On Fri, 2021-05-07 at 12:19 +0930, Alan Modra via Gcc-patches wrote:
> PowerPC64 ELFv2 dual entry point functions have a couple of problems
> with -fpatchable-function-entry. One is that the nops added after the
> global entry land in the global entry code which is constrained to be
> a power of two number of instructions, and zero global entry code has
> special meaning for linkage. The other is that the global entry code
> isn't always used on function entry, and some uses of
> -fpatchable-function-entry might want to affect all entries to the
> function. So this patch arranges to put one batch of nops before the
> global entry, and the other after the local entry point.
>
Hi,
Description good. :-)
> PR target/98125
> * config/rs6000/rs6000.c (rs6000_print_patchable_function_entry): New
> function.
> (TARGET_ASM_PRINT_PATCHABLE_FUNCTION_ENTRY): Define.
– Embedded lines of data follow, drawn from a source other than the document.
//! Flat-file storage for telemetry datasets.
//!
//! Datasets are stored as one CSV file whose header is fixed by [`schema`].
//! Writes go to a temporary file next to the destination and are persisted
//! over it in a single rename, so readers never observe a partial file.
//! Reads validate the header up front and keep every row, well-formed or not,
//! for the metrics calculator to validate.

pub mod schema;

use std::fs::File;
use std::io::{self, BufWriter, Read, Write};
use std::path::{Path, PathBuf};

use chrono::Duration;
use csv::{ReaderBuilder, StringRecord, Trim, WriterBuilder};
use serde::Serialize;
use tempfile::NamedTempFile;
use tracing::{debug, info};

use crate::error::{Error, Result};
use crate::record::{RawRecord, TelemetryRecord};

/// Outcome of writing a dataset.
#[derive(Debug, Clone, PartialEq, Eq, Serialize)]
pub struct WriteSummary {
    /// Destination path.
    pub path: PathBuf,
    /// Data rows written, header excluded.
    pub rows: usize,
    /// BLAKE3 digest of the file contents, hex encoded.
    pub digest: String,
}

/// Write records to `path`, replacing any existing file atomically.
///
/// Missing parent directories are created.
///
/// # Errors
///
/// Returns [`Error::Write`] with the destination path if any step fails. The
/// temporary file is removed and an existing dataset is left untouched.
pub fn write(path: impl AsRef<Path>, records: &[TelemetryRecord]) -> Result<WriteSummary> {
    let path = path.as_ref();
    let dir = match path.parent() {
        Some(parent) if !parent.as_os_str().is_empty() => parent,
        _ => Path::new("."),
    };

    if !dir.exists() {
        std::fs::create_dir_all(dir).map_err(|source| Error::write(path, source))?;
    }

    debug!("Writing {} rows via temporary file in {}", records.len(), dir.display());
    let mut temp = NamedTempFile::new_in(dir).map_err(|source| Error::write(path, source))?;

    let digest = {
        let sink = DigestWriter::new(BufWriter::new(temp.as_file_mut()));
        let mut writer = WriterBuilder::new().has_headers(false).from_writer(sink);
        writer
            .write_record(schema::COLUMNS)
            .map_err(|err| Error::write(path, err.into()))?;
        for record in records {
            writer
                .write_record(record.to_csv_row())
                .map_err(|err| Error::write(path, err.into()))?;
        }
        let sink = writer
            .into_inner()
            .map_err(|err| Error::write(path, err.into_error()))?;
        sink.finish().map_err(|source| Error::write(path, source))?
    };

    temp.as_file().sync_all().map_err(|source| Error::write(path, source))?;
    temp.persist(path).map_err(|err| Error::write(path, err.error))?;

    info!("Wrote {} rows to {}", records.len(), path.display());
    Ok(WriteSummary {
        path: path.to_path_buf(),
        rows: records.len(),
        digest,
    })
}

/// BLAKE3 digest of a file's contents, hex encoded.
///
/// # Errors
///
/// Returns [`Error::Read`] if the file cannot be read.
pub fn digest_file(path: impl AsRef<Path>) -> Result<String> {
    let path = path.as_ref();
    let read_err = |source| Error::Read {
        path: path.to_path_buf(),
        source,
    };
    let mut file = File::open(path).map_err(read_err)?;
    let mut hasher = blake3::Hasher::new();
    io::copy(&mut file, &mut hasher).map_err(read_err)?;
    Ok(hasher.finalize().to_hex().to_string())
}

/// Writer adapter that hashes everything passing through it.
struct DigestWriter<W: Write> {
    inner: W,
    hasher: blake3::Hasher,
}

impl<W: Write> DigestWriter<W> {
    fn new(inner: W) -> Self {
        Self {
            inner,
            hasher: blake3::Hasher::new(),
        }
    }

    /// Flush the inner writer and return the hex digest.
    fn finish(mut self) -> io::Result<String> {
        self.inner.flush()?;
        Ok(self.hasher.finalize().to_hex().to_string())
    }
}

impl<W: Write> Write for DigestWriter<W> {
    fn write(&mut self, buf: &[u8]) -> io::Result<usize> {
        let written = self.inner.write(buf)?;
        self.hasher.update(&buf[..written]);
        Ok(written)
    }

    fn flush(&mut self) -> io::Result<()> {
        self.inner.flush()
    }
}

/// A dataset as read from disk, rows not yet validated.
#[derive(Debug, Clone, Default, PartialEq)]
pub struct Dataset {
    rows: Vec<RawRecord>,
}

impl Dataset {
    /// Open and read the dataset at `path`.
    ///
    /// # Errors
    ///
    /// Returns [`Error::Read`] if the file cannot be opened,
    /// [`Error::SchemaMismatch`] if the header differs from the schema, and
    /// [`Error::Csv`] if the file cannot be decoded at all.
    pub fn load(path: impl AsRef<Path>) -> Result<Self> {
        let path = path.as_ref();
        debug!("Loading dataset from {}", path.display());
        let file = File::open(path).map_err(|source| Error::Read {
            path: path.to_path_buf(),
            source,
        })?;
        let dataset = Self::from_reader(file)?;
        info!("Loaded {} rows from {}", dataset.len(), path.display());
        Ok(dataset)
    }

    /// Read a dataset from any CSV source.
    ///
    /// Rows with too few or too many cells, or invalid UTF-8, are kept and
    /// surface later as malformed records.
    ///
    /// # Errors
    ///
    /// Returns [`Error::SchemaMismatch`] on header drift and [`Error::Csv`] on
    /// I/O failure while reading.
    pub fn from_reader<R: Read>(reader: R) -> Result<Self> {
        let mut reader = ReaderBuilder::new()
            .has_headers(true)
            .flexible(true)
            .trim(Trim::All)
            .from_reader(reader);

        schema::validate_header(reader.headers()?)?;

        let mut rows = Vec::new();
        for (line, result) in (1..).zip(reader.byte_records()) {
            let row = StringRecord::from_byte_record_lossy(result?);
            rows.push(RawRecord::from_csv(line, &row));
        }
        Ok(Self { rows })
    }

    /// Build a dataset from in-memory records.
    #[must_use]
    pub fn from_records(records: &[TelemetryRecord]) -> Self {
        let rows = records
            .iter()
            .zip(1..)
            .map(|(record, line)| RawRecord::from_record(line, record))
            .collect();
        Self { rows }
    }

    /// Build a dataset from raw rows.
    #[must_use]
    pub fn from_rows(rows: Vec<RawRecord>) -> Self {
        Self { rows }
    }

    /// All rows in file order.
    #[must_use]
    pub fn rows(&self) -> &[RawRecord] {
        &self.rows
    }

    /// Number of data rows.
    #[must_use]
    pub fn len(&self) -> usize {
        self.rows.len()
    }

    /// Whether the dataset has no data rows.
    #[must_use]
    pub fn is_empty(&self) -> bool {
        self.rows.is_empty()
    }

    /// Sampling interval inferred from the first two timestamped rows.
    #[must_use]
    pub fn infer_interval(&self) -> Option<Duration> {
        let mut timestamps = self.rows.iter().filter_map(|row| row.timestamp);
        let first = timestamps.next()?;
        let second = timestamps.next()?;
        let interval = second - first;
        (interval > Duration::zero()).then_some(interval)
    }
}
#[cfg(test)]
mod tests {
    use super::*;
    use crate::dataset::Dataset;
    use crate::generator::{generate, rng_for, GenerationParams, Scenario};
    use chrono::TimeZone;

    fn record(hour: i64, speed_kmh: f64, rpm: f64, fuel_used_l: f64) -> TelemetryRecord {
        TelemetryRecord {
            timestamp: Utc.with_ymd_and_hms(2024, 1, 1, 0, 0, 0).unwrap()
                + Duration::hours(hour),
            speed_kmh,
            rpm,
            throttle_pct: 30.0,
            engine_load_pct: 40.0,
            fuel_used_l,
        }
    }

    fn calculator(vehicle: &VehicleProfile) -> MetricsCalculator<'_> {
        MetricsCalculator::new(vehicle, Duration::hours(1))
    }

    #[test]
    fn test_fuel_efficiency() {
        assert_eq!(fuel_efficiency(60.0, 4.0), Some(15.0));
        assert_eq!(fuel_efficiency(60.0, 0.0), None);
        assert_eq!(fuel_efficiency(0.0, 0.0), None);
        assert_eq!(fuel_efficiency(0.0, 0.5), Some(0.0));
    }

    #[test]
    fn test_interval_hours() {
        let vehicle = VehicleProfile::default();
        assert!((calculator(&vehicle).interval_hours() - 1.0).abs() < f64::EPSILON);
        let quarter = MetricsCalculator::new(&vehicle, Duration::minutes(15));
        assert!((quarter.interval_hours() - 0.25).abs() < f64::EPSILON);
    }

    #[test]
    fn test_derive_row() {
        let vehicle = VehicleProfile::default();
        let row = calculator(&vehicle).derive(&record(0, 60.0, 1500.0, 4.0), 1);
        assert!((row.distance_km - 60.0).abs() < 1e-12);
        assert_eq!(row.efficiency_km_l, Some(15.0));
        assert_eq!(row.gear, Some(5));
        assert_eq!(row.rpm_per_kmh, Some(25.0));
    }

    #[test]
    fn test_zero_fuel_is_undefined_not_zero() {
        let vehicle = VehicleProfile::default();
        let row = calculator(&vehicle).derive(&record(0, 0.0, 0.0, 0.0), 1);
        assert!(row.efficiency_km_l.is_none());
        assert!(row.gear.is_none());
        assert!(row.rpm_per_kmh.is_none());
    }

    #[test]
    fn test_zero_fuel_excluded_from_mean() {
        let vehicle = VehicleProfile::default();
        let dataset = Dataset::from_records(&[
            record(0, 60.0, 1500.0, 4.0),
            record(1, 0.0, 0.0, 0.0),
            record(2, 30.0, 1300.0, 3.0),
        ]);
        let report = calculator(&vehicle).compute(dataset.rows());
        let summary = report.summary(None);

        assert_eq!(report.rows.len(), 3);
        assert_eq!(summary.efficiency_samples, 2);
        let mean = summary.mean_efficiency_km_l.unwrap();
        assert!((mean - 12.5).abs() < 1e-9);
        assert!(mean.is_finite());
    }

    #[test]
    fn test_out_of_bound_throttle_skipped() {
        crate::logging::init_test_logging();
        let vehicle = VehicleProfile::default();
        let records: Vec<_> = (0..10).map(|h| record(h, 50.0, 1500.0, 2.0)).collect();
        let mut rows = Dataset::from_records(&records).rows().to_vec();
        rows[4].throttle_pct = Some(150.0);

        let report = calculator(&vehicle).compute(&rows);
        assert_eq!(report.skipped_count(), 1);
        assert_eq!(report.skipped[0].line, 5);
        assert!(report.skipped[0].reason.contains("throttle_pct"));
        assert_eq!(report.rows.len(), 9);
        assert!(report.rows.iter().all(|row| row.efficiency_km_l == Some(25.0)));
    }

    #[test]
    fn test_missing_field_skipped() {
        let vehicle = VehicleProfile::default();
        let records = [record(0, 50.0, 1500.0, 2.0), record(1, 50.0, 1500.0, 2.0)];
        let mut rows = Dataset::from_records(&records).rows().to_vec();
        rows[0].fuel_used_l = None;

        let report = calculator(&vehicle).compute(&rows);
        assert_eq!(report.skipped_count(), 1);
        assert!(report.skipped[0].reason.contains("fuel_used_l"));
        assert_eq!(report.rows.len(), 1);
    }

    #[test]
    fn test_non_increasing_timestamp_skipped() {
        let vehicle = VehicleProfile::default();
        let dataset = Dataset::from_records(&[
            record(0, 50.0, 1500.0, 2.0),
            record(1, 50.0, 1500.0, 2.0),
            record(1, 50.0, 1500.0, 2.0),
            record(2, 50.0, 1500.0, 2.0),
        ]);
        let report = calculator(&vehicle).compute(dataset.rows());
        assert_eq!(report.skipped_count(), 1);
        assert_eq!(report.skipped[0].line, 3);
        assert!(report.skipped[0].reason.contains("not after"));
        assert_eq!(report.rows.len(), 3);
    }

    #[test]
    fn test_week_numbers() {
        let vehicle = VehicleProfile::default();
        let records: Vec<_> = [0, 100, 167, 168, 200, 336]
            .into_iter()
            .map(|h| record(h, 40.0, 1400.0, 1.0))
            .collect();
        let report = calculator(&vehicle).compute(Dataset::from_records(&records).rows());
        let weeks: Vec<_> = report.rows.iter().map(|row| row.week).collect();
        assert_eq!(weeks, vec![1, 1, 1, 2, 2, 3]);
        assert_eq!(report.weeks(), vec![1, 2, 3]);
        assert_eq!(report.rows_in(Some(2)).count(), 2);
        assert_eq!(report.rows_in(None).count(), 6);
    }

    #[test]
    fn test_compute_does_not_mutate_input() {
        let vehicle = VehicleProfile::default();
        let dataset = Dataset::from_records(&[record(0, 50.0, 1500.0, 2.0)]);
        let before = dataset.clone();
        let _ = calculator(&vehicle).compute(dataset.rows());
        assert_eq!(dataset, before);
    }

    #[test]
    fn test_skipped_record_from_other_error() {
        let skipped = SkippedRecord::from(Error::invalid_parameter("weeks", "zero"));
        assert_eq!(skipped.line, 0);
        assert!(skipped.reason.contains("weeks"));
    }

    #[test]
    fn test_end_to_end_week_of_hourly_samples() {
        let vehicle = VehicleProfile::default();
        let params = GenerationParams {
            weeks: 1,
            scenario: Some(Scenario::Mixed),
            ..GenerationParams::default()
        };
        let data = generate(&params, &vehicle, &mut rng_for(Some(5))).unwrap();
        let dir = tempfile::tempdir().unwrap();
        let path = dir.path().join("telemetry.csv");
        crate::dataset::write(&path, &data.records).unwrap();

        let dataset = Dataset::load(&path).unwrap();
        assert_eq!(dataset.len(), 168);
        let interval = dataset.infer_interval().unwrap();
        assert_eq!(interval, Duration::hours(1));

        let report = MetricsCalculator::new(&vehicle, interval).compute(dataset.rows());
        assert_eq!(report.skipped_count(), 0);
        assert_eq!(report.rows.len(), 168);

        let efficiencies: Vec<f64> = data
            .records
            .iter()
            .filter(|record| record.fuel_used_l > 0.0)
            .map(|record| record.speed_kmh / record.fuel_used_l)
            .collect();
        let summary = report.summary(None);
        assert!(summary.efficiency_samples > 0);
        assert_eq!(summary.efficiency_samples, efficiencies.len());
        #[allow(clippy::cast_precision_loss)]
        let expected = efficiencies.iter().sum::<f64>() / efficiencies.len() as f64;
        assert!((summary.mean_efficiency_km_l.unwrap() - expected).abs() < 1e-6);
    }

    #[test]
    fn test_fixed_dataset_matches_hand_computation() {
        let csv = "\
timestamp,speed_kmh,rpm,throttle_pct,engine_load_pct,fuel_used_l
2024-01-01T08:00:00Z,60.0,1500,30.0,40.0,4.000000
2024-01-01T09:00:00Z,0.0,0,0.0,0.0,0.000000
2024-01-01T10:00:00Z,30.0,1300,20.0,30.0,3.000000
2024-01-01T11:00:00Z,0.0,820,2.0,12.0,0.500000
2024-01-01T12:00:00Z,45.0,1500,150.0,40.0,2.000000
";
        let vehicle = VehicleProfile::default();
        let dataset = Dataset::from_reader(csv.as_bytes()).unwrap();
        let interval = dataset.infer_interval().unwrap();
        let report = MetricsCalculator::new(&vehicle, interval).compute(dataset.rows());
        let summary = report.summary(None);

        // 60/4 = 15, 30/3 = 10, 0/0.5 = 0; the parked row has no efficiency
        // and the last row is rejected for throttle 150
        assert_eq!(summary.samples, 4);
        assert_eq!(summary.skipped, 1);
        assert_eq!(summary.efficiency_samples, 3);
        assert!((summary.mean_efficiency_km_l.unwrap() - 25.0 / 3.0).abs() < 1e-6);
        assert!((summary.total_distance_km - 90.0).abs() < 1e-9);
        assert!((summary.total_fuel_l - 7.5).abs() < 1e-9);
        assert!((summary.overall_km_per_l.unwrap() - 12.0).abs() < 1e-9);
        assert_eq!(summary.idle_samples, 1);
        assert_eq!(summary.max_speed_kmh, Some(60.0));
    }
}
> * config/rs6000/rs6000-logue.c: Include targhooks.h.
> (rs6000_output_function_prologue): Handle nops for
> -fpatchable-function-entry after local entry point.
>
> diff --git a/gcc/config/rs6000/rs6000-logue.c
> b/gcc/config/rs6000/rs6000-logue.c
> index b0ac183ceff..ffa3bb3dcf1 100644
> --- a/gcc/config/rs6000/rs6000-logue.c
> +++ b/gcc/config/rs6000/rs6000-logue.c
> @@ -51,6 +51,7 @@
> #include "gstab.h" /* for N_SLINE */
> #include "dbxout.h" /* dbxout_ */
> #endif
> +#include "targhooks.h"
>
> static int rs6000_ra_ever_killed (void);
> static void is_altivec_return_reg (rtx, void *);
> @@ -3991,6 +3992,10 @@ rs6000_output_function_prologue (FILE *file)
> fputs (",1\n", file);
> }
>
> + int nops_after_entry = crtl->patch_area_size - crtl->patch_area_entry;
> + if (nops_after_entry > 0)
> + default_print_patchable_function_entry (file, nops_after_entry, false);
> +
> /* Output -mprofile-kernel code. This needs to be done here instead of
> in output_function_profile since it must go after the ELFv2 ABI
> local entry point. */
ok
> diff --git a/gcc/config/rs6000/rs6000.c b/gcc/config/rs6000/rs6000.c
> index d43c36e7f1a..97f1b3e0674 100644
> --- a/gcc/config/rs6000/rs6000.c
> +++ b/gcc/config/rs6000/rs6000.c
> @@ -1404,6 +1404,10 @@ static const struct attribute_spec
> rs6000_attribute_table[] =
> #undef TARGET_ASM_FUNCTION_EPILOGUE
> #define TARGET_ASM_FUNCTION_EPILOGUE rs6000_output_function_epilogue
>
> +#undef TARGET_ASM_PRINT_PATCHABLE_FUNCTION_ENTRY
> +#define TARGET_ASM_PRINT_PATCHABLE_FUNCTION_ENTRY \
> + rs6000_print_patchable_function_entry
> +
ok
> #undef TARGET_ASM_OUTPUT_ADDR_CONST_EXTRA
> #define TARGET_ASM_OUTPUT_ADDR_CONST_EXTRA rs6000_output_addr_const_extra
>
> @@ -14953,6 +14957,33 @@ rs6000_assemble_visibility (tree decl, int vis)
> }
> #endif
>
> +/* Write NOPs into the asm outfile FILE around a function entry. This
> + routine may be called twice per function to put NOPs before and after
> + the function entry. If RECORD_P is true the location of the NOPs will
> + be recorded by default_print_patchable_function_entry in a special
> + object section called "__patchable_function_entries". Disable output
> + of any NOPs for the second call. Those, if any, are output by
> + rs6000_output_function_prologue. This means that for ELFv2 any NOPs
> + after the function entry are placed after the local entry point, not
> + the global entry point. NOPs after the entry may be found at
> + record_loc + nops_before * 4 + local_entry_offset. This holds true
> + when nops_before is zero. */
> +
> +static void
> +rs6000_print_patchable_function_entry (FILE *file,
> + unsigned HOST_WIDE_INT patch_area_size
> ATTRIBUTE_UNUSED,
> + bool record_p)
> +{
> + /* Always call default_print_patchable_function_entry when RECORD_P in
when RECORD_P is true? (implied, but I like to be specific..)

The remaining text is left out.